**WHAT YOU HAVE TO DO:** Retyping the records exactly is the whole task.
....................
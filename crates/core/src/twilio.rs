//! Twilio Messages API client.

use crate::config::Credentials;
use crate::error::{ProviderError, Result};
use crate::models::{MessageReceipt, OutboundMessage};
use crate::provider::SmsProvider;
use async_trait::async_trait;
use serde::Deserialize;
use std::time::Duration;
use tracing::debug;

pub const DEFAULT_API_BASE_URL: &str = "https://api.twilio.com";
const API_VERSION: &str = "2010-04-01";
const DEFAULT_TIMEOUT: Duration = Duration::from_secs(10);

/// Error payload returned by Twilio on non-2xx responses.
#[derive(Debug, Deserialize)]
struct TwilioErrorBody {
    #[serde(default)]
    code: Option<u32>,
    #[serde(default)]
    message: Option<String>,
}

/// Builder for [`TwilioClient`]
#[derive(Debug, Clone)]
pub struct TwilioClientBuilder {
    credentials: Credentials,
    api_base_url: String,
    timeout: Duration,
    user_agent: Option<String>,
}

impl TwilioClientBuilder {
    #[must_use]
    pub fn new(credentials: Credentials) -> Self {
        Self {
            credentials,
            api_base_url: DEFAULT_API_BASE_URL.to_string(),
            timeout: DEFAULT_TIMEOUT,
            user_agent: None,
        }
    }

    /// Override the API origin (scheme + host), e.g. for a local stand-in server.
    #[must_use]
    pub fn api_base_url(mut self, url: impl Into<String>) -> Self {
        self.api_base_url = url.into().trim_end_matches('/').to_string();
        self
    }

    /// Timeout applied to the whole request, connect through body.
    #[must_use]
    pub fn timeout(mut self, timeout: Duration) -> Self {
        self.timeout = timeout;
        self
    }

    #[must_use]
    pub fn user_agent(mut self, user_agent: impl Into<String>) -> Self {
        self.user_agent = Some(user_agent.into());
        self
    }

    pub fn build(self) -> Result<TwilioClient> {
        let mut builder = reqwest::Client::builder().timeout(self.timeout);
        if let Some(user_agent) = self.user_agent {
            builder = builder.user_agent(user_agent);
        }
        let http = builder.build()?;

        let messages_url = format!(
            "{}/{}/Accounts/{}/Messages.json",
            self.api_base_url, API_VERSION, self.credentials.account_sid
        );

        Ok(TwilioClient {
            http,
            messages_url,
            account_sid: self.credentials.account_sid,
            auth_token: self.credentials.auth_token,
        })
    }
}

/// [`SmsProvider`] backed by Twilio's REST API
///
/// Cheap to clone; the underlying connection pool is shared.
#[derive(Clone)]
pub struct TwilioClient {
    http: reqwest::Client,
    messages_url: String,
    account_sid: String,
    auth_token: String,
}

impl TwilioClient {
    /// Create a client with the default endpoint and timeout
    pub fn new(credentials: Credentials) -> Result<Self> {
        TwilioClientBuilder::new(credentials).build()
    }

    #[must_use]
    pub fn builder(credentials: Credentials) -> TwilioClientBuilder {
        TwilioClientBuilder::new(credentials)
    }

    /// Fully qualified Messages resource URL for the configured account
    #[must_use]
    pub fn messages_url(&self) -> &str {
        &self.messages_url
    }
}

#[async_trait]
impl SmsProvider for TwilioClient {
    async fn create_message(&self, message: &OutboundMessage) -> Result<MessageReceipt> {
        debug!("POST {} (to: {})", self.messages_url, message.to);

        let form = [
            ("To", message.to.as_str()),
            ("From", message.from.as_str()),
            ("Body", message.body.as_str()),
        ];

        let response = self
            .http
            .post(&self.messages_url)
            .basic_auth(&self.account_sid, Some(&self.auth_token))
            .form(&form)
            .send()
            .await?;

        let status = response.status();
        let body = response.text().await?;

        if !status.is_success() {
            return Err(api_error(status.as_u16(), &body));
        }

        serde_json::from_str::<MessageReceipt>(&body)
            .map_err(|e| ProviderError::Decode(e.to_string()))
    }
}

/// Map a non-2xx response body to a [`ProviderError`].
fn api_error(status: u16, body: &str) -> ProviderError {
    match serde_json::from_str::<TwilioErrorBody>(body) {
        Ok(TwilioErrorBody {
            code,
            message: Some(message),
        }) if !message.trim().is_empty() => ProviderError::Api {
            status,
            code,
            message,
        },
        Ok(TwilioErrorBody { code, .. }) => ProviderError::Api {
            status,
            code,
            message: format!("HTTP {status}"),
        },
        Err(_) => ProviderError::Api {
            status,
            code: None,
            message: format!("HTTP {status}"),
        },
    }
}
....................
**SOLUTION TO THIS EXERCISE:**
filename crates/core/src/twilio.rs
//! Twilio Messages API client.

use crate::config::Credentials;
use crate::error::{ProviderError, Result};
use crate::models::{MessageReceipt, OutboundMessage};
use crate::provider::SmsProvider;
use async_trait::async_trait;
use serde::Deserialize;
use std::time::Duration;
use tracing::debug;

pub const DEFAULT_API_BASE_URL: &str = "https://api.twilio.com";
const API_VERSION: &str = "2010-04-01";
const DEFAULT_TIMEOUT: Duration = Duration::from_secs(10);

/// Error payload returned by Twilio on non-2xx responses.
#[derive(Debug, Deserialize)]
struct TwilioErrorBody {
    #[serde(default)]
    code: Option<u32>,
    #[serde(default)]
    message: Option<String>,
}

/// Builder for [`TwilioClient`]
#[derive(Debug, Clone)]
pub struct TwilioClientBuilder {
    credentials: Credentials,
    api_base_url: String,
    timeout: Duration,
    user_agent: Option<String>,
}

impl TwilioClientBuilder {
    #[must_use]
    pub fn new(credentials: Credentials) -> Self {
        Self {
            credentials,
            api_base_url: DEFAULT_API_BASE_URL.to_string(),
            timeout: DEFAULT_TIMEOUT,
            user_agent: None,
        }
    }

    /// Override the API origin (scheme + host), e.g. for a local stand-in server.
    #[must_use]
    pub fn api_base_url(mut self, url: impl Into<String>) -> Self {
        self.api_base_url = url.into().trim_end_matches('/').to_string();
        self
    }

    /// Timeout applied to the whole request, connect through body.
    #[must_use]
    pub fn timeout(mut self, timeout: Duration) -> Self {
        self.timeout = timeout;
        self
    }

    #[must_use]
    pub fn user_agent(mut self, user_agent: impl Into<String>) -> Self {
        self.user_agent = Some(user_agent.into());
        self
    }

    pub fn build(self) -> Result<TwilioClient> {
        let mut builder = reqwest::Client::builder().timeout(self.timeout);
        if let Some(user_agent) = self.user_agent {
            builder = builder.user_agent(user_agent);
        }
        let http = builder.build()?;

        let messages_url = format!(
            "{}/{}/Accounts/{}/Messages.json",
            self.api_base_url, API_VERSION, self.credentials.account_sid
        );

        Ok(TwilioClient {
            http,
            messages_url,
            account_sid: self.credentials.account_sid,
            auth_token: self.credentials.auth_token,
        })
    }
}

/// [`SmsProvider`] backed by Twilio's REST API
///
/// Cheap to clone; the underlying connection pool is shared.
#[derive(Clone)]
pub struct TwilioClient {
    http: reqwest::Client,
    messages_url: String,
    account_sid: String,
    auth_token: String,
}

impl TwilioClient {
    /// Create a client with the default endpoint and timeout
    pub fn new(credentials: Credentials) -> Result<Self> {
        TwilioClientBuilder::new(credentials).build()
    }

    #[must_use]
    pub fn builder(credentials: Credentials) -> TwilioClientBuilder {
        TwilioClientBuilder::new(credentials)
    }

    /// Fully qualified Messages resource URL for the configured account
    #[must_use]
    pub fn messages_url(&self) -> &str {
        &self.messages_url
    }
}

#[async_trait]
impl SmsProvider for TwilioClient {
    async fn create_message(&self, message: &OutboundMessage) -> Result<MessageReceipt> {
        debug!("POST {} (to: {})", self.messages_url, message.to);

        let form = [
            ("To", message.to.as_str()),
            ("From", message.from.as_str()),
            ("Body", message.body.as_str()),
        ];

        let response = self
            .http
            .post(&self.messages_url)
            .basic_auth(&self.account_sid, Some(&self.auth_token))
            .form(&form)
            .send()
            .await?;

        let status = response.status();
        let body = response.text().await?;

        if !status.is_success() {
            return Err(api_error(status.as_u16(), &body));
        }

        serde_json::from_str::<MessageReceipt>(&body)
            .map_err(|e| ProviderError::Decode(e.to_string()))
    }
}

/// Map a non-2xx response body to a [`ProviderError`].
fn api_error(status: u16, body: &str) -> ProviderError {
    match serde_json::from_str::<TwilioErrorBody>(body) {
        Ok(TwilioErrorBody {
            code,
            message: Some(message),
        }) if !message.trim().is_empty() => ProviderError::Api {
            status,
            code,
            message,
        },
        Ok(TwilioErrorBody { code, .. }) => ProviderError::Api {
            status,
            code,
            message: format!("HTTP {status}"),
        },
        Err(_) => ProviderError::Api {
            status,
            code: None,
            message: format!("HTTP {status}"),
        },
    }
}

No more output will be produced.